子どもの口腔ケアへの配慮

  特に.永久歯の萌出・生え変わりの時期であり.口腔衛生習慣をはじめとするさまざまな生活習慣が形成される小児期には.口腔ケアが重要である。 この時期には.乳幼児期.就学前.学童期があり.それぞれで口腔ケアに力を入れています。
  乳幼児期・幼児期
  乳幼児期(0~3歳)は.乳歯が生えそろい.永久歯の硬組織が形成され.ミネラル化が進む時期です。 この時期の口腔ケアに注意を払わず.悪い食習慣を形成してしまうと.乳歯のむし歯(哺乳瓶むし歯).永久歯.顎骨形成不全などにつながりやすいので.この時期の口腔ケアは保護者が十分に注意する必要があります。
  1.乳幼児・児童の栄養強化.食事の合理化
  (1) 乳幼児にとって最良の自然食は母乳であり.糖分の多い粉ミルクに比べ.口腔内の健康に優れている。 母乳育児がむし歯予防に有効であることは.研究により明らかにされています。
  (2) 副食は.幼児の咀嚼能力を高め.歯の萌出を促すために.時期をみて(4ヶ月から)追加する。
  (3)幼児は分別ある食事をして.糖分の摂取を控えること。 歯の表面の清掃効果を高めるために.食物繊維を含む野菜や果物を多く食べさせましょう。
  2.乳幼児が口腔衛生を改善し.良好な口腔衛生習慣を形成できるよう支援する。
  乳幼児が口腔衛生を向上させるためには.親が1早く.2助け.3教育することが大切です。
  (1) 乳歯が生える前から.授乳後や寝る前に.指に巻いた清潔なガーゼで口腔組織や歯ぐきをやさしくこすりましょう。
  (2) 最初の乳歯が生えたら.小さくて毛先の細い歯ブラシで歯を磨くと.哺乳瓶う蝕の予防に効果的です。
  (3)3歳になったら.幼児に自分で歯を磨くことを教え.口腔衛生を養うための指導・監督をすること。
  3.良い摂食習慣を育て.悪い口腔習慣の形成を予防する。
  (1)顎骨形成不全の原因となる長時間の吸引を避けるため.母乳または哺乳瓶による授乳を徹底する。
  (2)乳児の顎や顔の発育に影響を与えないよう.授乳姿勢を整え.左右に回転させて授乳すること。
  (3) 指しゃぶり.舌打ち.唇を噛むなどの悪い口腔習癖は.そのうちに直しておく。
  4.定期的な口腔内検査と早期う蝕予防の実施
  (1) 乳歯が生えてから6ヶ月から12ヶ月の間に.乳幼児の最初の歯科受診を手配し.乳幼児の口腔の健康を損なう可能性のある保護者による診療を発見し.改めること。
  (2) 以後.半年に一度は口腔内の健康診断を実施し.異常の早期発見と迅速な対処を行うこと。
  (3) う蝕の早期予防とフッ素の補給:乳幼児には生後6ヶ月からフッ素を口腔内に滴下したり.食物や水に添加するなどの方法で補給を行う。
  プリスクール期間
  この時期(3~6歳)には.子どものむし歯率やむし歯の程度が徐々に高くなり.歯肉炎にもなりやすくなります。 乳歯が抜け始め.永久歯が生えてくると.乳歯と永久歯の生え変わりの様子を観察することが大切です。 この時期.子どもたちのセルフケアに対する意識は徐々に高まっていきますが.親の教育.援助.監督の役割は依然として大きいのです。

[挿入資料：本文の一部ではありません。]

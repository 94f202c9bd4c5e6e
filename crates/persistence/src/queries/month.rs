// Copyright (C) 2026 Fred Clausen
// Use of this source code is governed by an MIT-style
// license that can be found in the LICENSE file or at
// https://opensource.org/licenses/MIT.

//! Loads the rows one month view is composed from.

use std::collections::BTreeMap;

use diesel::SqliteConnection;
use shiftboard::{MemberProfile, MonthInputs};
use shiftboard_domain::{MonthRange, ScheduleId, StoreCapabilities, UserOid};
use tracing::debug;

use crate::error::PersistenceError;
use crate::queries::{assignments, events, patterns, schedules, shifts};

/// Reads shifts, versions, patterns, assignments, members and events for
/// one month in a single pass.
///
/// Removed patterns and inactive members are included so past months keep
/// their colours and names.
///
/// # Errors
///
/// Returns an error if any query fails or a row is corrupt.
pub fn load_month_inputs(
    conn: &mut SqliteConnection,
    schedule_id: ScheduleId,
    range: MonthRange,
    capabilities: StoreCapabilities,
) -> Result<MonthInputs, PersistenceError> {
    let mut inputs: MonthInputs = MonthInputs {
        shifts: shifts::list_shifts(conn, schedule_id)?,
        patterns: patterns::load_pattern_payloads(conn, schedule_id)?,
        assignments: assignments::assignments_between(conn, schedule_id, range.start, range.end)?,
        ..MonthInputs::default()
    };

    if capabilities.supports_shift_versioning {
        inputs.versions = shifts::all_shift_timelines(conn, schedule_id, capabilities)?;
    }

    inputs.members = schedules::list_all_members(conn, schedule_id)?
        .into_iter()
        .map(|member| {
            (
                member.user_oid,
                MemberProfile {
                    display_name: member.display_name,
                    role: member.role,
                },
            )
        })
        .collect::<BTreeMap<UserOid, MemberProfile>>();

    inputs.events = events::events_between(conn, schedule_id, range.start, range.end)?
        .into_iter()
        .map(|event| event.record)
        .collect();

    debug!(
        schedule_id = schedule_id.value(),
        shifts = inputs.shifts.len(),
        assignments = inputs.assignments.len(),
        events = inputs.events.len(),
        "Loaded month inputs"
    );
    Ok(inputs)
}
// Copyright (C) 2026 Fred Clausen
// Use of this source code is governed by an MIT-style
// license that can be found in the LICENSE file or at
// https://opensource.org/licenses/MIT.

//! Shift queries.
//!
//! `employee_types` holds one denormalized row per shift mirroring the
//! version active today. `employee_type_versions` holds the full history.
//! A shift with no stored history is read as a single open version built
//! from its row.

use std::collections::BTreeMap;

use diesel::prelude::*;
use diesel::SqliteConnection;
use shiftboard::{ShiftFields, ShiftRecord, ShiftVersion, TimelineVersion};
use shiftboard_domain::{EmployeeTypeId, OrderedEntry, PatternId, ScheduleId, StoreCapabilities};

use crate::diesel_schema::{employee_type_versions, employee_types};
use crate::error::PersistenceError;
use crate::queries::{from_db_date, from_db_optional_date};

/// Tie-break key for shift display order: `(name, id)`.
pub type ShiftOrderKey = (String, i64);

#[derive(Queryable, Selectable)]
#[diesel(table_name = employee_types)]
struct ShiftRow {
    employee_type_id: i64,
    name: String,
    pattern_id: Option<i64>,
    start_date: String,
    display_order: i64,
}

impl ShiftRow {
    fn into_record(self) -> Result<ShiftRecord, PersistenceError> {
        Ok(ShiftRecord {
            employee_type_id: EmployeeTypeId::new(self.employee_type_id),
            display_order: self.display_order,
            name: self.name,
            pattern_id: self.pattern_id.map(PatternId::new),
            start_date: from_db_date("employee_types", &self.start_date)?,
        })
    }
}

#[derive(Queryable, Selectable)]
#[diesel(table_name = employee_type_versions)]
struct VersionRow {
    employee_type_id: i64,
    name: String,
    pattern_id: Option<i64>,
    start_date: String,
    end_date: Option<String>,
}

impl VersionRow {
    fn into_version(self) -> Result<ShiftVersion, PersistenceError> {
        Ok(TimelineVersion::new(
            from_db_date("employee_type_versions", &self.start_date)?,
            from_db_optional_date("employee_type_versions", self.end_date.as_deref())?,
            ShiftFields::new(self.name, self.pattern_id.map(PatternId::new)),
        ))
    }
}

/// Lists active shifts ordered by display order, name, then id.
///
/// # Errors
///
/// Returns an error if the database query fails or a row is corrupt.
pub fn list_shifts(
    conn: &mut SqliteConnection,
    schedule_id: ScheduleId,
) -> Result<Vec<ShiftRecord>, PersistenceError> {
    let rows: Vec<ShiftRow> = employee_types::table
        .filter(employee_types::schedule_id.eq(schedule_id.value()))
        .filter(employee_types::is_active.eq(1))
        .order((
            employee_types::display_order.asc(),
            employee_types::name.asc(),
            employee_types::employee_type_id.asc(),
        ))
        .select(ShiftRow::as_select())
        .load(conn)?;

    rows.into_iter().map(ShiftRow::into_record).collect()
}

/// Retrieves an active shift.
///
/// # Errors
///
/// Returns an error if the database query fails or the row is corrupt.
/// Returns `Ok(None)` if the shift does not exist or is inactive.
pub fn get_shift(
    conn: &mut SqliteConnection,
    schedule_id: ScheduleId,
    employee_type_id: EmployeeTypeId,
) -> Result<Option<ShiftRecord>, PersistenceError> {
    let result: Result<ShiftRow, diesel::result::Error> = employee_types::table
        .filter(employee_types::schedule_id.eq(schedule_id.value()))
        .filter(employee_types::employee_type_id.eq(employee_type_id.value()))
        .filter(employee_types::is_active.eq(1))
        .select(ShiftRow::as_select())
        .first(conn);

    match result {
        Ok(row) => row.into_record().map(Some),
        Err(diesel::result::Error::NotFound) => Ok(None),
        Err(e) => Err(PersistenceError::from(e)),
    }
}

/// True if another active shift already uses `name` (case-insensitive).
///
/// # Errors
///
/// Returns an error if the database query fails.
pub fn shift_name_taken(
    conn: &mut SqliteConnection,
    schedule_id: ScheduleId,
    name: &str,
    exclude: Option<EmployeeTypeId>,
) -> Result<bool, PersistenceError> {
    let rows: Vec<(i64, String)> = employee_types::table
        .filter(employee_types::schedule_id.eq(schedule_id.value()))
        .filter(employee_types::is_active.eq(1))
        .select((employee_types::employee_type_id, employee_types::name))
        .load(conn)?;

    let wanted: String = name.trim().to_lowercase();
    Ok(rows.iter().any(|(id, existing)| {
        exclude.is_none_or(|skip| skip.value() != *id) && existing.trim().to_lowercase() == wanted
    }))
}

/// Loads the stored version history of one shift, ordered by start date.
///
/// # Errors
///
/// Returns an error if the database query fails or a row is corrupt.
pub fn load_stored_versions(
    conn: &mut SqliteConnection,
    schedule_id: ScheduleId,
    employee_type_id: EmployeeTypeId,
) -> Result<Vec<ShiftVersion>, PersistenceError> {
    let rows: Vec<VersionRow> = employee_type_versions::table
        .filter(employee_type_versions::schedule_id.eq(schedule_id.value()))
        .filter(employee_type_versions::employee_type_id.eq(employee_type_id.value()))
        .filter(employee_type_versions::is_active.eq(1))
        .order(employee_type_versions::start_date.asc())
        .select(VersionRow::as_select())
        .load(conn)?;

    rows.into_iter().map(VersionRow::into_version).collect()
}

/// The effective timeline of one shift.
///
/// Without versioning support, or when no history is stored, the row is
/// returned as one open version.
///
/// # Errors
///
/// Returns an error if the database query fails or a row is corrupt.
pub fn shift_timeline(
    conn: &mut SqliteConnection,
    schedule_id: ScheduleId,
    shift: &ShiftRecord,
    capabilities: StoreCapabilities,
) -> Result<Vec<ShiftVersion>, PersistenceError> {
    if !capabilities.supports_shift_versioning {
        return Ok(vec![shift.as_open_version()]);
    }
    let versions: Vec<ShiftVersion> =
        load_stored_versions(conn, schedule_id, shift.employee_type_id)?;
    if versions.is_empty() {
        return Ok(vec![shift.as_open_version()]);
    }
    Ok(versions)
}

/// Effective timelines of every active shift, keyed by shift.
///
/// # Errors
///
/// Returns an error if the database query fails or a row is corrupt.
pub fn all_shift_timelines(
    conn: &mut SqliteConnection,
    schedule_id: ScheduleId,
    capabilities: StoreCapabilities,
) -> Result<BTreeMap<EmployeeTypeId, Vec<ShiftVersion>>, PersistenceError> {
    let shifts: Vec<ShiftRecord> = list_shifts(conn, schedule_id)?;
    let mut timelines: BTreeMap<EmployeeTypeId, Vec<ShiftVersion>> = BTreeMap::new();
    if capabilities.supports_shift_versioning {
        let rows: Vec<VersionRow> = employee_type_versions::table
            .filter(employee_type_versions::schedule_id.eq(schedule_id.value()))
            .filter(employee_type_versions::is_active.eq(1))
            .order((
                employee_type_versions::employee_type_id.asc(),
                employee_type_versions::start_date.asc(),
            ))
            .select(VersionRow::as_select())
            .load(conn)?;
        for row in rows {
            let employee_type_id: EmployeeTypeId = EmployeeTypeId::new(row.employee_type_id);
            timelines
                .entry(employee_type_id)
                .or_default()
                .push(row.into_version()?);
        }
    }

    Ok(shifts
        .iter()
        .map(|shift| {
            let versions: Vec<ShiftVersion> = timelines
                .remove(&shift.employee_type_id)
                .unwrap_or_else(|| vec![shift.as_open_version()]);
            (shift.employee_type_id, versions)
        })
        .collect())
}

/// Display order entries of every active shift.
///
/// # Errors
///
/// Returns an error if the database query fails.
pub fn shift_order(
    conn: &mut SqliteConnection,
    schedule_id: ScheduleId,
) -> Result<Vec<OrderedEntry<ShiftOrderKey>>, PersistenceError> {
    let rows: Vec<(i64, String, i64)> = employee_types::table
        .filter(employee_types::schedule_id.eq(schedule_id.value()))
        .filter(employee_types::is_active.eq(1))
        .select((
            employee_types::employee_type_id,
            employee_types::name,
            employee_types::display_order,
        ))
        .load(conn)?;

    Ok(rows
        .into_iter()
        .map(|(id, name, order)| OrderedEntry::new((name, id), order))
        .collect())
}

  1.保護者の監督と実演を重視し.良好な口腔衛生習慣の定着を継続する。
  毛がやわらかく.ヘッドの小さいナイロン製の歯ブラシを使って.子どもに効果的なブラッシング方法を教えるとともに.保護者がしっかりと見守り.実演してあげましょう。 この段階から.少量(大豆大)の低濃度フッ素入り歯磨き粉を使用することで.むし歯予防に役立てることができます。
  2.良い栄養と食習慣
  (1)バランスの良い食事に気をつけ.塩分や脂肪分の多い食品.粘着性があり透明度が遅く.酸が出やすい食品を制限する。
  (2) 適度な硬さ.粗さの食品を多く摂り.口腔内の自浄作用を高め.咀嚼運動による生理的刺激を再生し.歯周組織や歯体組織の抵抗力を高める。

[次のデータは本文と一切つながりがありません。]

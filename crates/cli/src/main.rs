// Copyright (C) 2026 Fred Clausen
// Use of this source code is governed by an MIT-style
// license that can be found in the LICENSE file or at
// https://opensource.org/licenses/MIT.

#![deny(
    clippy::pedantic,
    clippy::cargo,
    clippy::nursery,
    clippy::style,
    clippy::correctness,
    clippy::all,
    clippy::suspicious,
    clippy::complexity,
    clippy::perf,
    clippy::unwrap_used,
    clippy::expect_used
)]
#![allow(clippy::multiple_crate_versions)]

use std::path::PathBuf;

use clap::{Parser, Subcommand};
use color_eyre::{Result, eyre::Context};
use serde::Serialize;
use shiftboard_api::{
    Caller, ListShiftVersionsResponse, MonthRequest, MonthResponse, PreviewPatternResponse,
    decode_pattern_json, describe_pattern, get_month, list_shift_versions,
    validate_pattern_input,
};
use shiftboard_domain::{PatternInput, ScheduleId, ScheduleRole, UserOid, parse_date};
use shiftboard_persistence::Persistence;
use time::{Date, OffsetDateTime};
use tracing::info;

mod demo;

/// shiftboard - rotation patterns and effective-dated shift schedules
#[derive(Parser, Debug)]
#[command(author, version, about, long_about = None)]
struct Args {
    /// Path to the `SQLite` database file. If not provided, uses in-memory database.
    #[arg(short, long, global = true)]
    database: Option<PathBuf>,

    /// Date treated as today (YYYY-MM-DD). Defaults to the current UTC date.
    #[arg(long, global = true)]
    today: Option<String>,

    #[command(subcommand)]
    command: Command,
}

#[derive(Debug, Subcommand)]
enum Command {
    /// Apply migrations and create a schedule with its first manager
    Init {
        /// Schedule name
        #[arg(long)]
        name: String,

        /// Object id of the schedule's first manager
        #[arg(long)]
        manager: String,

        /// Display name of the first manager
        #[arg(long)]
        manager_name: Option<String>,
    },

    /// Create a demo schedule with patterns, shifts, assignments and events
    SeedDemo,

    /// Print the summary, predictions and cycle colours of a pattern file
    PreviewPattern {
        /// JSON file holding `{swatches, noShiftDays}`
        file: PathBuf,
    },

    /// Render one calendar month as JSON
    Month {
        #[arg(long)]
        schedule: i64,

        /// Object id of the caller
        #[arg(long)]
        user: String,

        #[arg(long)]
        year: i32,

        /// 0-based month index
        #[arg(long)]
        month_index: i32,
    },

    /// Print every dated version of a shift
    ShiftTimeline {
        #[arg(long)]
        schedule: i64,

        /// Object id of the caller
        #[arg(long)]
        user: String,

        /// Shift (employee type) id
        #[arg(long)]
        shift: i64,
    },
}

#[derive(Debug, Serialize)]
#[serde(rename_all = "camelCase")]
struct InitOutput {
    schedule_id: i64,
    manager: String,
}

fn open_persistence(database: Option<&PathBuf>) -> Result<Persistence> {
    let persistence: Persistence = match database {
        Some(path) => {
            info!(path = %path.display(), "Using file-based database");
            Persistence::new_with_file(path)
                .wrap_err_with(|| format!("Failed to open {}", path.display()))?
        }
        None => {
            info!("Using in-memory database");
            Persistence::new_in_memory()?
        }
    };
    Ok(persistence)
}

fn resolve_today(today: Option<&str>) -> Result<Date> {
    match today {
        Some(value) => Ok(parse_date(value)?),
        None => Ok(OffsetDateTime::now_utc().date()),
    }
}

fn caller(user: &str) -> Result<Caller> {
    Ok(Caller::new(UserOid::new(user)?))
}

fn print_json<T: Serialize>(value: &T) -> Result<()> {
    let json: String = serde_json::to_string_pretty(value)?;
    println!("{json}");
    Ok(())
}

impl Args {
    fn run(self) -> Result<()> {
        let today: Date = resolve_today(self.today.as_deref())?;

        match self.command {
            Command::Init {
                name,
                manager,
                manager_name,
            } => {
                let mut persistence: Persistence = open_persistence(self.database.as_ref())?;
                let manager: UserOid = UserOid::new(&manager)?;
                let schedule_id: ScheduleId = persistence.create_schedule(name.trim())?;
                persistence.upsert_member(
                    schedule_id,
                    &manager,
                    manager_name.as_deref(),
                    ScheduleRole::Manager,
                )?;
                info!(schedule_id = schedule_id.value(), "Initialized schedule");
                print_json(&InitOutput {
                    schedule_id: schedule_id.value(),
                    manager: manager.to_string(),
                })
            }
            Command::SeedDemo => {
                let mut persistence: Persistence = open_persistence(self.database.as_ref())?;
                let summary = demo::seed_demo(&mut persistence, today)?;
                print_json(&summary)
            }
            Command::PreviewPattern { file } => {
                let json: String = std::fs::read_to_string(&file)
                    .wrap_err_with(|| format!("Failed to read {}", file.display()))?;
                let input: PatternInput = decode_pattern_json(&json)?;
                let preview: PreviewPatternResponse =
                    describe_pattern(validate_pattern_input(&input)?);
                print_json(&preview)
            }
            Command::Month {
                schedule,
                user,
                year,
                month_index,
            } => {
                let mut persistence: Persistence = open_persistence(self.database.as_ref())?;
                let month: MonthResponse = get_month(
                    &mut persistence,
                    &caller(&user)?,
                    ScheduleId::new(schedule),
                    &MonthRequest { year, month_index },
                )?;
                print_json(&month)
            }
            Command::ShiftTimeline {
                schedule,
                user,
                shift,
            } => {
                let mut persistence: Persistence = open_persistence(self.database.as_ref())?;
                let timeline: ListShiftVersionsResponse = list_shift_versions(
                    &mut persistence,
                    &caller(&user)?,
                    ScheduleId::new(schedule),
                    shift,
                )?;
                print_json(&timeline)
            }
        }
    }
}

fn main() -> Result<()> {
    color_eyre::install()?;
    let args: Args = Args::parse();

    tracing_subscriber::fmt()
        .with_env_filter(
            tracing_subscriber::EnvFilter::try_from_default_env()
                .unwrap_or_else(|_| tracing_subscriber::EnvFilter::new("info")),
        )
        .with_writer(std::io::stderr)
        .init();

    args.run()
}
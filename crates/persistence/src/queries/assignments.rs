// Copyright (C) 2026 Fred Clausen
// Use of this source code is governed by an MIT-style
// license that can be found in the LICENSE file or at
// https://opensource.org/licenses/MIT.

//! Assignment history queries.
//!
//! Every user has one timeline in `schedule_user_types`; each row places
//! the user in one shift at a position within that shift.

use diesel::prelude::*;
use diesel::SqliteConnection;
use shiftboard::{AssignmentFields, AssignmentRecord, AssignmentVersion, TimelineVersion};
use shiftboard_domain::{EmployeeTypeId, OrderedEntry, ScheduleId, UserOid};
use time::Date;

use crate::diesel_schema::schedule_user_types;
use crate::error::PersistenceError;
use crate::queries::{from_db_date, from_db_optional_date, to_db_date};

/// Tie-break key for assignment display order within a shift: `(user, start)`.
pub type AssignmentOrderKey = (String, String);

#[derive(Queryable, Selectable)]
#[diesel(table_name = schedule_user_types)]
struct AssignmentRow {
    user_oid: String,
    employee_type_id: i64,
    display_order: i64,
    start_date: String,
    end_date: Option<String>,
}

impl AssignmentRow {
    fn into_record(self) -> Result<AssignmentRecord, PersistenceError> {
        let user_oid: UserOid =
            UserOid::new(&self.user_oid).map_err(|e| PersistenceError::CorruptRow {
                table: "schedule_user_types",
                detail: e.to_string(),
            })?;
        Ok(AssignmentRecord::new(
            user_oid,
            TimelineVersion::new(
                from_db_date("schedule_user_types", &self.start_date)?,
                from_db_optional_date("schedule_user_types", self.end_date.as_deref())?,
                AssignmentFields::new(
                    EmployeeTypeId::new(self.employee_type_id),
                    self.display_order,
                ),
            ),
        ))
    }
}

/// Loads one user's assignment timeline ordered by start date.
///
/// # Errors
///
/// Returns an error if the database query fails or a row is corrupt.
pub fn user_timeline(
    conn: &mut SqliteConnection,
    schedule_id: ScheduleId,
    user_oid: &UserOid,
) -> Result<Vec<AssignmentVersion>, PersistenceError> {
    let rows: Vec<AssignmentRow> = schedule_user_types::table
        .filter(schedule_user_types::schedule_id.eq(schedule_id.value()))
        .filter(schedule_user_types::user_oid.eq(user_oid.as_str()))
        .filter(schedule_user_types::is_active.eq(1))
        .order(schedule_user_types::start_date.asc())
        .select(AssignmentRow::as_select())
        .load(conn)?;

    rows.into_iter()
        .map(|row| row.into_record().map(|record| record.version))
        .collect()
}

/// Lists assignments in effect on `as_of`.
///
/// Ordered by display order, user, shift, then start date.
///
/// # Errors
///
/// Returns an error if the database query fails or a row is corrupt.
pub fn assignments_on(
    conn: &mut SqliteConnection,
    schedule_id: ScheduleId,
    as_of: Date,
) -> Result<Vec<AssignmentRecord>, PersistenceError> {
    let day: String = to_db_date(as_of)?;
    let rows: Vec<AssignmentRow> = schedule_user_types::table
        .filter(schedule_user_types::schedule_id.eq(schedule_id.value()))
        .filter(schedule_user_types::is_active.eq(1))
        .filter(schedule_user_types::start_date.le(day.as_str()))
        .filter(
            schedule_user_types::end_date
                .is_null()
                .or(schedule_user_types::end_date.ge(day.as_str())),
        )
        .order((
            schedule_user_types::display_order.asc(),
            schedule_user_types::user_oid.asc(),
            schedule_user_types::employee_type_id.asc(),
            schedule_user_types::start_date.asc(),
        ))
        .select(AssignmentRow::as_select())
        .load(conn)?;

    rows.into_iter().map(AssignmentRow::into_record).collect()
}

/// Lists assignments intersecting `[start, end]`.
///
/// # Errors
///
/// Returns an error if the database query fails or a row is corrupt.
pub fn assignments_between(
    conn: &mut SqliteConnection,
    schedule_id: ScheduleId,
    start: Date,
    end: Date,
) -> Result<Vec<AssignmentRecord>, PersistenceError> {
    let first: String = to_db_date(start)?;
    let last: String = to_db_date(end)?;
    let rows: Vec<AssignmentRow> = schedule_user_types::table
        .filter(schedule_user_types::schedule_id.eq(schedule_id.value()))
        .filter(schedule_user_types::is_active.eq(1))
        .filter(schedule_user_types::start_date.le(last.as_str()))
        .filter(
            schedule_user_types::end_date
                .is_null()
                .or(schedule_user_types::end_date.ge(first.as_str())),
        )
        .select(AssignmentRow::as_select())
        .load(conn)?;

    rows.into_iter().map(AssignmentRow::into_record).collect()
}

/// Display order entries of every assignment row in one shift.
///
/// # Errors
///
/// Returns an error if the database query fails.
pub fn assignment_order(
    conn: &mut SqliteConnection,
    schedule_id: ScheduleId,
    employee_type_id: EmployeeTypeId,
) -> Result<Vec<OrderedEntry<AssignmentOrderKey>>, PersistenceError> {
    let rows: Vec<(String, String, i64)> = schedule_user_types::table
        .filter(schedule_user_types::schedule_id.eq(schedule_id.value()))
        .filter(schedule_user_types::employee_type_id.eq(employee_type_id.value()))
        .filter(schedule_user_types::is_active.eq(1))
        .select((
            schedule_user_types::user_oid,
            schedule_user_types::start_date,
            schedule_user_types::display_order,
        ))
        .load(conn)?;

    Ok(rows
        .into_iter()
        .map(|(user_oid, start_date, order)| OrderedEntry::new((user_oid, start_date), order))
        .collect())
}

  3.乳歯と永久歯の交換に注意し.生えてきたばかりの永久歯を守る
  (1) 子どもの乳歯が抜け始める6歳ごろは.保護者が注意し.痛みや歯肉の腫れ.違和感を感じたら医療機関を受診してください。 また.乳歯が残っている場合(乳歯が抜けないまま永久歯が生えてくる).永久歯の歯並びが悪くならないように.乳歯も間に合うように受診する必要があります。
  (2) 永久歯の萌出後は.虫歯や外傷から守るための配慮が必要である。
  4.側溝の整備とフッ素塗布によるむし歯の予防
  (1) 乳臼歯が完全に生えそろう3~4歳の時に.乳臼歯の歯槽を密閉してむし歯を予防するために通院することができます。

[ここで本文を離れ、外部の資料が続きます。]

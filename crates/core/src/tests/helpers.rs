// Copyright (C) 2026 Fred Clausen
// Use of this source code is governed by an MIT-style
// license that can be found in the LICENSE file or at
// https://opensource.org/licenses/MIT.

use shiftboard_domain::{Pattern, PatternId, PatternInput, StoredPattern, SwatchInput};
use time::{Date, Month};

use crate::{ShiftFields, ShiftVersion, TimelineVersion};

pub fn date(year: i32, month: Month, day: u8) -> Date {
    Date::from_calendar_date(year, month, day).unwrap()
}

pub fn shift_fields(name: &str, pattern_id: Option<i64>) -> ShiftFields {
    ShiftFields::new(String::from(name), pattern_id.map(PatternId::new))
}

pub fn shift_version(
    start: Date,
    end: Option<Date>,
    name: &str,
    pattern_id: Option<i64>,
) -> ShiftVersion {
    TimelineVersion::new(start, end, shift_fields(name, pattern_id))
}

/// One swatch working days 1-4 and 9-12: four on, four off.
pub fn create_four_on_four_off(color: &str) -> StoredPattern {
    let input: PatternInput = PatternInput {
        swatches: vec![SwatchInput {
            swatch_index: 0,
            color: String::from(color),
            on_days: vec![1, 2, 3, 4, 9, 10, 11, 12],
        }],
        no_shift_days: Vec::new(),
    };
    StoredPattern::Valid(Pattern::from_input(&input).unwrap())
}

  (2)3~6歳児へのフッ素の補給は.フッ素入りタブレットの使用と.低濃度のフッ素入り歯磨き粉の使用が最適である。
  学齢期
  この時期(6~12歳)は.乳歯が順番に生え替わり.永久歯がむし歯や外傷を受けやすい時期です。 また.この時期は子どもの口腔保健の概念や行動の形成期であり.口腔保健のケアは特に重要である。
  1.保護者と学校による口腔衛生教育の強化
  効果的な口腔保健教育を通じて.学齢期の子どもたちの口腔内セルフケアへの意識を高め.良好な口腔衛生と食習慣を身につける(例:炭酸飲料や甘いものが好きなどの悪い食習慣.鉛筆を噛む.唇を噛む.片噛みなどの悪い口腔習慣を正す)。
  2.永久歯のう蝕予防におけるガッシュクロージャーの重要な役割の強調
  萌出したばかりの永久歯の歯冠部にあるサルカスは.う蝕の発生部位であり.サルカスシーリングはう蝕予防に非常に良い効果を発揮する。 一般的に.永久歯が生えてから4年以内に歯槽骨を封鎖するのが最適と言われています。
  3.永久歯と顎顔面外傷の予防に留意する。
  永久歯や顎の外傷を効果的に予防するため.スポーツや車での移動中の安全対策に重点を置いています。